## PROBLEM TO WORK ON
In the entries below, find the line with "repository 7aeb748943a51ee6" and the line with "everything beneath it". Return those two lines and all lines between them, exactly.

Stored data

=-=-=-=-=

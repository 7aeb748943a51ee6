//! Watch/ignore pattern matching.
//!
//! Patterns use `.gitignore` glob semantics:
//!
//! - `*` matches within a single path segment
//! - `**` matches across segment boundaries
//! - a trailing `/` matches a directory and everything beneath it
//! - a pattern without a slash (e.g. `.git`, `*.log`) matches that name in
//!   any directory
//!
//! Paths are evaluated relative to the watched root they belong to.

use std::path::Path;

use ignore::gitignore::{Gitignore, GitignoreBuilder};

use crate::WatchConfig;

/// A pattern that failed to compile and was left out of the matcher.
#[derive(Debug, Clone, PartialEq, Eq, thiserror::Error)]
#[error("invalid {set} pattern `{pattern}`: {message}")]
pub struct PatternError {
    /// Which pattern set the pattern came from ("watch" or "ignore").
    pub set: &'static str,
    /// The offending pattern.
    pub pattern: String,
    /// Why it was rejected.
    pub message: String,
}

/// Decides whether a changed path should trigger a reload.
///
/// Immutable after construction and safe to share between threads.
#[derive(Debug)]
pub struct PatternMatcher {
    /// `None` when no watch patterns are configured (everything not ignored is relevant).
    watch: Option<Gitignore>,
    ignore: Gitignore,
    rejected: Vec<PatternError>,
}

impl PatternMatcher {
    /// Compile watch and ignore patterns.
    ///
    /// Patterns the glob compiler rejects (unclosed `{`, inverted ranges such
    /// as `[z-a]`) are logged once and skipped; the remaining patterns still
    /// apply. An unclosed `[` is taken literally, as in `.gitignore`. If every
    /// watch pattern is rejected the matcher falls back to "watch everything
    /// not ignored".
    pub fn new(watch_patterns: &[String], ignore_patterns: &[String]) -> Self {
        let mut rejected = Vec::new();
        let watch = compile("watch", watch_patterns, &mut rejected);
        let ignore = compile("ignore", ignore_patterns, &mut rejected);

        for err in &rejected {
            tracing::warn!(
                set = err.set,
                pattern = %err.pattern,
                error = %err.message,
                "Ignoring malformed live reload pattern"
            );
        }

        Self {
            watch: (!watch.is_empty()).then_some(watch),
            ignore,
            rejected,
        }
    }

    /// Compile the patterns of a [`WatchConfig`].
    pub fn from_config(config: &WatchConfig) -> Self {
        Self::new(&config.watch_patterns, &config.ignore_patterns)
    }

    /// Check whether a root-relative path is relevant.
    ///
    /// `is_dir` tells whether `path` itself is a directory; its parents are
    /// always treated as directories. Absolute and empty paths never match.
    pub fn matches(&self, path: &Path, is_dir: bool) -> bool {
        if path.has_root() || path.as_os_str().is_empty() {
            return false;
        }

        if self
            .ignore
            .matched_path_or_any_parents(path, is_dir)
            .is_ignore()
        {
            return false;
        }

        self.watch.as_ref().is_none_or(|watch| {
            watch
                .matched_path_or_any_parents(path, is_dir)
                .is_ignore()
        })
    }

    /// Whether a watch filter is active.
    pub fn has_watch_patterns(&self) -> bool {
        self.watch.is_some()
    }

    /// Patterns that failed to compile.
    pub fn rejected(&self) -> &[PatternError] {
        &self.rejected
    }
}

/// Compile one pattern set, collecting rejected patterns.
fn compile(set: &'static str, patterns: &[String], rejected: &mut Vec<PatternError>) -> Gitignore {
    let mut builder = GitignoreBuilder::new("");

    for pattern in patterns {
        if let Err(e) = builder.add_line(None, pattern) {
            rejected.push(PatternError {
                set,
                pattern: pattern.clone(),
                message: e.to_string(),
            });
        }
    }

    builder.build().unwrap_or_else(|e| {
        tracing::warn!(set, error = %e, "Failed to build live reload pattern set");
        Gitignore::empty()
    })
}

=-=-=-=-=

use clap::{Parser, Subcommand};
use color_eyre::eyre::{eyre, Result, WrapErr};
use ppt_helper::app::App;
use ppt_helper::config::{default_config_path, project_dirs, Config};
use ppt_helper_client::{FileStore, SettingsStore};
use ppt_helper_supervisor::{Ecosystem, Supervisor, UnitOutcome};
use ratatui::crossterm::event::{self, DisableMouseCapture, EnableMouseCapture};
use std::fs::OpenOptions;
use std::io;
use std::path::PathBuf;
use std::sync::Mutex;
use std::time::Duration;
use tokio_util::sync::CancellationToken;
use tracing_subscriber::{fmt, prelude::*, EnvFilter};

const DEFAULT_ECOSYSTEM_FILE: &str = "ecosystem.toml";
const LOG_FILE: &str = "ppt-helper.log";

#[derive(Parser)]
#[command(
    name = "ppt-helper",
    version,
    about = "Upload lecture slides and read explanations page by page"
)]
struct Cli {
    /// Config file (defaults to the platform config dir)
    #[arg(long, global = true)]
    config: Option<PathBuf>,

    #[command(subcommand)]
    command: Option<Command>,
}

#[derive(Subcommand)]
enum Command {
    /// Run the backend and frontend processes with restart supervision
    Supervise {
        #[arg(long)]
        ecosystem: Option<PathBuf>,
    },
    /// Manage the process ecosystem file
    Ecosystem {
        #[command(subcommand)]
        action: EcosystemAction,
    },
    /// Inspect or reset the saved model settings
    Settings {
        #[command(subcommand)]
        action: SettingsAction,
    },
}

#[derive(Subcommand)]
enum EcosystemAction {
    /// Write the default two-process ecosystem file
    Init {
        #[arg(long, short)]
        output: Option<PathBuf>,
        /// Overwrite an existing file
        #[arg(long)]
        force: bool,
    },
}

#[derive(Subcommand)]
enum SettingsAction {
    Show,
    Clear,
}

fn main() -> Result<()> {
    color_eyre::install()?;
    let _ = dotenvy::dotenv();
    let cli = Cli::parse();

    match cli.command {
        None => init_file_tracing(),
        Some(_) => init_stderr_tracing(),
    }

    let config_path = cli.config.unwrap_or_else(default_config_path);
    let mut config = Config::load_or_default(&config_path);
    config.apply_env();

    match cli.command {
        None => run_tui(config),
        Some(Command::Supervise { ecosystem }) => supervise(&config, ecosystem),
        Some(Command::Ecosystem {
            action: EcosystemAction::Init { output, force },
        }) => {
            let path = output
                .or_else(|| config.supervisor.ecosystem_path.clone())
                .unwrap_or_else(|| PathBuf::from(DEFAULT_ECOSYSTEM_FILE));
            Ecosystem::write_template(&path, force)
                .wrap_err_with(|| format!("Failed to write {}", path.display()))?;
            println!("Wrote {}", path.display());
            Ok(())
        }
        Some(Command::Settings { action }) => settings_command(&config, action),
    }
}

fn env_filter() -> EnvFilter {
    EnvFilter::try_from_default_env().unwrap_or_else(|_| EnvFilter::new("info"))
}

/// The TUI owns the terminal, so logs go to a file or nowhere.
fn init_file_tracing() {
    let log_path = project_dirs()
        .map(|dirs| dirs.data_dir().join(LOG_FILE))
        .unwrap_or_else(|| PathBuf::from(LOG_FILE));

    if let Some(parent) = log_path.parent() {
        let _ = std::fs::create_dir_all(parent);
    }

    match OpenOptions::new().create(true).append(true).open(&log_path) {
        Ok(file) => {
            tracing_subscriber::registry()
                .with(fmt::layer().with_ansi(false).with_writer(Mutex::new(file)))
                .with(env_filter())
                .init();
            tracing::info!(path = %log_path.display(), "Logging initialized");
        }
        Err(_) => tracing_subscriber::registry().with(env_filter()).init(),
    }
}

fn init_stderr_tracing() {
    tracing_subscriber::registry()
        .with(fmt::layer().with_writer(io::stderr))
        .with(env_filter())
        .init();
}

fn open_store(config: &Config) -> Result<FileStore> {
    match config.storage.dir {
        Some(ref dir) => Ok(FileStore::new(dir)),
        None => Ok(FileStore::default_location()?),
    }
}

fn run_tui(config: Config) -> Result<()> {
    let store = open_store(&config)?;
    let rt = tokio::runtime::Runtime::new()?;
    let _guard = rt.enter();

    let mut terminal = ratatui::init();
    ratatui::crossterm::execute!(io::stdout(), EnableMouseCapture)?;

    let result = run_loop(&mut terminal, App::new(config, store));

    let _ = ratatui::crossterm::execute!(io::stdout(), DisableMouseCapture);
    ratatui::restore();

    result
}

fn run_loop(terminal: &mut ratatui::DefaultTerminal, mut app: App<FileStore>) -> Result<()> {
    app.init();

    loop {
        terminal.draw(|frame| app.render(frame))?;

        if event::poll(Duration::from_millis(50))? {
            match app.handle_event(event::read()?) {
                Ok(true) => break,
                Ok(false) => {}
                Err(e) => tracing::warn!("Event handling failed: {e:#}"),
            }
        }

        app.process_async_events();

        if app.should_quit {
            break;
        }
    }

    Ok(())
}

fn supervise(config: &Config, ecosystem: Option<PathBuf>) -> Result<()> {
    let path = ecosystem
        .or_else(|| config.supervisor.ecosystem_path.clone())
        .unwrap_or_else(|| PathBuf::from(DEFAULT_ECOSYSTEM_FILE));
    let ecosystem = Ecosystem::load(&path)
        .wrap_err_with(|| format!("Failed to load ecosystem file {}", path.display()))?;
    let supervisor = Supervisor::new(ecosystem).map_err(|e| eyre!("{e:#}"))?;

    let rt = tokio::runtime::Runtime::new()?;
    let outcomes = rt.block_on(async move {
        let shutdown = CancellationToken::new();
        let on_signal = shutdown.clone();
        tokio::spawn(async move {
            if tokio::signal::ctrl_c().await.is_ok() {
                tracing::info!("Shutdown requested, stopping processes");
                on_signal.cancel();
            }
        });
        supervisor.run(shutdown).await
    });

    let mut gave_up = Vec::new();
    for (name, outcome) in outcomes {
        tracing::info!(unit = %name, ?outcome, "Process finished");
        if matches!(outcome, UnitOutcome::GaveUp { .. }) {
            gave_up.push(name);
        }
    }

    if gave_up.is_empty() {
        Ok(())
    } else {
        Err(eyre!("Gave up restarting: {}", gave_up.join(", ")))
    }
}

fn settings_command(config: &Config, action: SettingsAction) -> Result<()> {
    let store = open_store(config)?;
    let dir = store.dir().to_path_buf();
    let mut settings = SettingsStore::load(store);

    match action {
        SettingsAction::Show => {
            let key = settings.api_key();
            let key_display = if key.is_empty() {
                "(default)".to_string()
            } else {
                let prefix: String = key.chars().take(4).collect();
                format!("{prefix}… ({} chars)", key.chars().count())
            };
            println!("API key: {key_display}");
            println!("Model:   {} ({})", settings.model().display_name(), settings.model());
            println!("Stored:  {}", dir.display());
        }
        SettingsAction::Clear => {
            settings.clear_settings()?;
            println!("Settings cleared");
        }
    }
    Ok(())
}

=-=-=-=-=

## EXERCISE SOLUTION
repository 7aeb748943a51ee6
//! Watch/ignore pattern matching.
//!
//! Patterns use `.gitignore` glob semantics:
//!
//! - `*` matches within a single path segment
//! - `**` matches across segment boundaries
//! - a trailing `/` matches a directory and everything beneath it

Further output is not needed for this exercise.